Stored entries:
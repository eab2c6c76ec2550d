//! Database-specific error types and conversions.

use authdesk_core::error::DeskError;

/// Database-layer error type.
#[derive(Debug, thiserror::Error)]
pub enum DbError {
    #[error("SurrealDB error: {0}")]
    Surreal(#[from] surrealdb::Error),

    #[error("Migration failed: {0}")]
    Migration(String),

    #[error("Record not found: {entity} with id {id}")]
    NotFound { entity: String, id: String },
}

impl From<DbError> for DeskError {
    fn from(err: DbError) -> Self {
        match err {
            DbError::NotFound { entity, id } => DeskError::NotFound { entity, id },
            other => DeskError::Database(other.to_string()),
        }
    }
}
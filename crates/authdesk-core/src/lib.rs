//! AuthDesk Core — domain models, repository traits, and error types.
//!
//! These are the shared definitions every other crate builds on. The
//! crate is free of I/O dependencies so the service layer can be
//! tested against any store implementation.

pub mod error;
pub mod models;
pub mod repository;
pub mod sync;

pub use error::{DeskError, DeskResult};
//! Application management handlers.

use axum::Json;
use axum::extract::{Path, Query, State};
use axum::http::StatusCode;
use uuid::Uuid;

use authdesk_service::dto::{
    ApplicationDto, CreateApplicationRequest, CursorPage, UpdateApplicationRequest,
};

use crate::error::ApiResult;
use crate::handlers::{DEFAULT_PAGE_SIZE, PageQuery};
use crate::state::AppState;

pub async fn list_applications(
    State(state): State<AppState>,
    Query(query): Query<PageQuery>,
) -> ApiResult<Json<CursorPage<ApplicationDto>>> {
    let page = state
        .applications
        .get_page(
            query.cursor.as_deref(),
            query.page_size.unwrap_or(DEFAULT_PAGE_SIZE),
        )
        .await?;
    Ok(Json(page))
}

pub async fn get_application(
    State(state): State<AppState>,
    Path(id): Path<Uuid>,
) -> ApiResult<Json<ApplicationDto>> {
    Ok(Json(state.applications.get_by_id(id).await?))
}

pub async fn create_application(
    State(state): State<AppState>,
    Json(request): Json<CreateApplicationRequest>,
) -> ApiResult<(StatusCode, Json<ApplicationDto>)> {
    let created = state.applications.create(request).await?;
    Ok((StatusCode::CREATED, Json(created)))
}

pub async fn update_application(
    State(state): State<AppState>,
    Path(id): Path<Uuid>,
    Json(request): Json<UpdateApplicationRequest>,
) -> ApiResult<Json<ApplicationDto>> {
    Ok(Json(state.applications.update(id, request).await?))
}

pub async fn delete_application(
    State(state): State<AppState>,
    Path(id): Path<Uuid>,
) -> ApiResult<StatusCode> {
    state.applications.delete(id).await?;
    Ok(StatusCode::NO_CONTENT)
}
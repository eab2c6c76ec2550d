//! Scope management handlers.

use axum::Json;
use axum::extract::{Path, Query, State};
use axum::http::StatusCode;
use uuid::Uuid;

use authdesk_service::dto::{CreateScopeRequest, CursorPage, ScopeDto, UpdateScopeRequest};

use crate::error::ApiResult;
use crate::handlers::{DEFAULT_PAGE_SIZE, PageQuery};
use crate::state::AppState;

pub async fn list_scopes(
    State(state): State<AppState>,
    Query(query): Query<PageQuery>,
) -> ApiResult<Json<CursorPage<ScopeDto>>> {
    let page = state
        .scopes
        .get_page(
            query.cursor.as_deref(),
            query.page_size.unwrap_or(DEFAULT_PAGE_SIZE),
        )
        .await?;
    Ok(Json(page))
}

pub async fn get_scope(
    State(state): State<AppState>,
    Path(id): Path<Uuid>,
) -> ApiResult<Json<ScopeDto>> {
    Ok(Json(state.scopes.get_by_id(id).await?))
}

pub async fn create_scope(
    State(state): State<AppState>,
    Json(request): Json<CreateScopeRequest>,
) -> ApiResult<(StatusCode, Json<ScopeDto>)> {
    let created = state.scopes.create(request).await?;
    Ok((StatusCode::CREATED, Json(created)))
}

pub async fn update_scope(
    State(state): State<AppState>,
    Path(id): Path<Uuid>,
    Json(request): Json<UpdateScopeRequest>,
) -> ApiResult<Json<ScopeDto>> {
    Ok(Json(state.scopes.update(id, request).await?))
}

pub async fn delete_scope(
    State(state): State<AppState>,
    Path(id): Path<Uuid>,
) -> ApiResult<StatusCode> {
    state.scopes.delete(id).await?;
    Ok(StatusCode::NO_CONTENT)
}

THE PROBLEM: Count lines above with the word "management". Give the number only.

OUTPUT BELOW: 2